Co-founder, Consolidated Contractors Company June 24, 2006
Trustees and Faculty members
Ladies and Gentlemen
I am moved and honored to be part of this unforgettable gathering. How humbled I feel to be associated with a group of distinguished people who have achieved prominence in their respective fields. AUB has always been a beacon of enlightenment enshrining the values of integrity, honesty, courage, tolerance and perseverance; and today's event is simply a manifestation of the mission which AUB has for long been carrying with vision, determination and dedication. Needless to say, AUB could not have been what it is, had it not been operating from the land of the Lebanon to whom we are all indebted.
I know I am not here because of my oratory skills. Therefore, let me talk to you briefly about my experience in CCC. A few years ago we invited Hay Associates, famous for their expertise in management and succession to give us their views about things in our company. After weeks of thorough examination, they informed me that I personally was a problem among other problems. According to Hay Associates, my problem rotated around my unwillingness to believe that my children were grown enough to manage and succeed. I accepted their recommendation in good spirits and immediately started delegating my powers.
Deep at heart I was more than satisfied because I felt that my children who I strove over the years to imbue with my own values, were now, in experts' eyes, fit to take over.
Later on, we in CCC commissioned a university lecturer specialized in organizational development to write a book on CCC past and present. In her voluminous work which she called the CCC family she wrote that her research results suggested that the CCC's founders' personal values, clearly recognizable in a humanistic approach to managing relations with staff, partners and clients, constitute the predominant value in CCC's distinct corporate culture.
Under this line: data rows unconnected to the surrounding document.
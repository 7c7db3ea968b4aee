//! OpenAPI documentation, served at `/api-docs/openapi.json`.

use utoipa::OpenApi;

use crate::error;
use crate::handlers;
use vidrelay_core::models;

#[derive(OpenApi)]
#[openapi(
    info(
        title = "vidrelay API",
        version = "0.1.0",
        description = "Relays videos from a file API into S3-compatible storage as tracked background jobs. Versioned endpoints live under /api/v0/."
    ),
    paths(
        // Jobs
        handlers::jobs::create_job,
        handlers::jobs::get_job,
        handlers::jobs::list_jobs,
        handlers::jobs::cancel_job,
        // Client-direct uploads
        handlers::uploads::issue_presigned_grant,
        handlers::uploads::complete_client_upload,
        // Legacy
        handlers::legacy::legacy_upload,
        // Health
        handlers::health::health_check,
    ),
    components(
        schemas(
            models::CreateJobRequest,
            models::JobStatusResponse,
            models::JobListResponse,
            models::JobState,
            models::TransferStrategy,
            models::JobErrorDetail,
            models::ErrorKind,
            models::PresignedGrantRequest,
            models::PresignedGrant,
            models::ClientUploadCompleteRequest,
            models::LegacyUploadRequest,
            models::LegacyUploadResponse,
            handlers::health::HealthResponse,
            error::ErrorResponse,
        )
    ),
    tags(
        (name = "jobs", description = "Server-mediated transfer jobs"),
        (name = "uploads", description = "Presigned grants for direct client uploads"),
        (name = "legacy", description = "Original single-route upload endpoint"),
        (name = "health", description = "Service health")
    )
)]
pub struct ApiDoc;

#[cfg(test)]
mod tests {
    use super::*;

    #[test]
    fn documents_every_route() {
        let doc = ApiDoc::openapi();
        for path in [
            "/api/v0/jobs",
            "/api/v0/jobs/{id}",
            "/api/v0/jobs/{id}/cancel",
            "/api/v0/uploads/presigned",
            "/api/v0/uploads/complete",
            "/upload",
            "/health",
        ] {
            assert!(doc.paths.paths.contains_key(path), "missing {}", path);
        }
    }
}
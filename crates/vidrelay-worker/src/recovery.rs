//! Recovery sweep
//!
//! Run periodically by the worker pool. Puts stale `Running` jobs back in the
//! queue, or fails them once the retry budget is spent. Multipart sessions the
//! dead attempt left open are aborted first. The sweep also replays the
//! completion hook for `Completed` jobs that never recorded it and deletes
//! terminal jobs past the retention window.

use chrono::{Duration, Utc};

use vidrelay_core::compute_retry_backoff;
use vidrelay_core::models::{
    ErrorKind, Job, JobErrorDetail, JobMutation, JobState, MultipartSession,
};
use vidrelay_db::LedgerError;

use crate::orchestrator::JobOrchestrator;

const SWEEP_BATCH: i64 = 100;

#[derive(Debug, Default, Clone, PartialEq, Eq)]
pub struct SweepReport {
    pub requeued: usize,
    pub failed: usize,
    pub sessions_aborted: usize,
    pub hooks_replayed: usize,
    pub deleted: u64,
}

impl JobOrchestrator {
    /// One pass of the sweep. `retention` of `None` keeps terminal jobs forever.
    #[tracing::instrument(skip(self))]
    pub async fn recovery_sweep(
        &self,
        grace_period: Duration,
        retention: Option<Duration>,
    ) -> Result<SweepReport, LedgerError> {
        let now = Utc::now();
        let mut report = SweepReport::default();

        let stale = self
            .ledger()
            .find_stale_running(now - grace_period, SWEEP_BATCH)
            .await?;
        for job in stale {
            if self.abort_orphaned_session(&job).await {
                report.sessions_aborted += 1;
            }

            let message = format!(
                "no progress recorded for {}s",
                (now - job.updated_at).num_seconds()
            );
            let mutation = if job.can_retry() {
                let backoff = compute_retry_backoff(
                    job.retry_count,
                    self.settings().retry_backoff_base_ms,
                    self.settings().retry_backoff_max_secs,
                );
                let next_attempt_at =
                    now + Duration::from_std(backoff).unwrap_or_else(|_| Duration::zero());
                JobMutation::transition(JobState::Queued)
                    .with_error(JobErrorDetail::new(ErrorKind::Stale, message, true))
                    .with_retry_at(next_attempt_at)
            } else {
                JobMutation::transition(JobState::Failed)
                    .with_error(JobErrorDetail::new(ErrorKind::Stale, message, false))
            };

            let mutation = mutation.with_claim(job.started_at);
            match self.ledger().update(job.id, JobState::Running, mutation).await {
                Ok(updated) if updated.state == JobState::Queued => {
                    tracing::warn!(
                        job.id = %job.id,
                        retry_count = updated.retry_count,
                        "Requeued stale running job"
                    );
                    report.requeued += 1;
                }
                Ok(_) => {
                    tracing::error!(
                        job.id = %job.id,
                        retry_count = job.retry_count,
                        "Stale running job exhausted its retries"
                    );
                    report.failed += 1;
                }
                // The worker finished it or it was claimed again in the meantime.
                Err(LedgerError::Conflict { .. }) | Err(LedgerError::ClaimLost { .. }) => {}
                Err(e) => return Err(e),
            }
        }

        let unfired = self
            .ledger()
            .find_unfired_completed(now - grace_period, SWEEP_BATCH)
            .await?;
        for job in unfired {
            tracing::info!(job.id = %job.id, "Replaying downstream trigger");
            self.fire_completion_hook(&job).await;
            report.hooks_replayed += 1;
        }

        if let Some(retention) = retention {
            report.deleted = self.ledger().delete_finished_before(now - retention).await?;
            if report.deleted > 0 {
                tracing::info!(deleted = report.deleted, "Deleted expired jobs");
            }
        }

        Ok(report)
    }

    /// Abort the multipart session recorded on a stale job, if any.
    async fn abort_orphaned_session(&self, job: &Job) -> bool {
        let Some(upload_id) = job.multipart_upload_id.clone() else {
            return false;
        };
        let session = MultipartSession {
            key: job.destination_key.clone(),
            upload_id,
        };
        match self.sink().abort_multipart(&session).await {
            Ok(()) => {
                tracing::info!(
                    job.id = %job.id,
                    upload_id = %session.upload_id,
                    "Aborted orphaned multipart session"
                );
                true
            }
            Err(e) => {
                tracing::warn!(
                    job.id = %job.id,
                    upload_id = %session.upload_id,
                    error = %e,
                    "Failed to abort orphaned multipart session"
                );
                false
            }
        }
    }
}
The question of values as we may all realize is indivisible be they family, corporate, social, or national values. In their purest form, values represent a commitment to the supreme ideals of life. Today, as I look towards my occupied Palestinian homeland I cannot but feel both sad and bitter because many basic values have been trespassed. I feel sad because the occupation has been allowed and even encouraged to continue despite UN resolutions and the international community's outcry. I feel bitter, because the whole Palestinian people are today being punished to starvation (and I literally mean starvation) because they opted in democratic and transparent elections, which the U.S. promotes and advocates, for a different political setting.
Are these the values we really seek? Are these the freedoms that the founding fathers laid down in the U.S. constitution? Are U.S. policies in line with Thomas Jefferson when he called all in America to pay decent respect to the opinions of mankind because thus America also pays respect to what it is in its better self?
America has always been full of great men and great sayings. As early as 1854, Abraham Lincoln declared (and I quote):
No man is good enough to govern another man without that other's consent (unquote)
Another American politician eloquently said in recent years (and I quote):
When the people of the world look to us, they should see not just our money and our arsenal, but also our vast capacity as a force for good. (unquote)
The U.S. must return to the values of the founding fathers. The U.S. must lead. The U.S. must meet it's world responsibilities. What we urgently need in Palestine and other parts of the world is a peace process initiated by the U.S. that is real and not fake; a process that negates segregation in favour of integration; a process that insists on inclusion instead of exclusion; a process that creates mutual confidence instead of fear; a process that is based on emancipation rather than oppression; a process that never stops until peace with justice are achieved. This doctorate bestowed on me is a great honour. I will cherish it.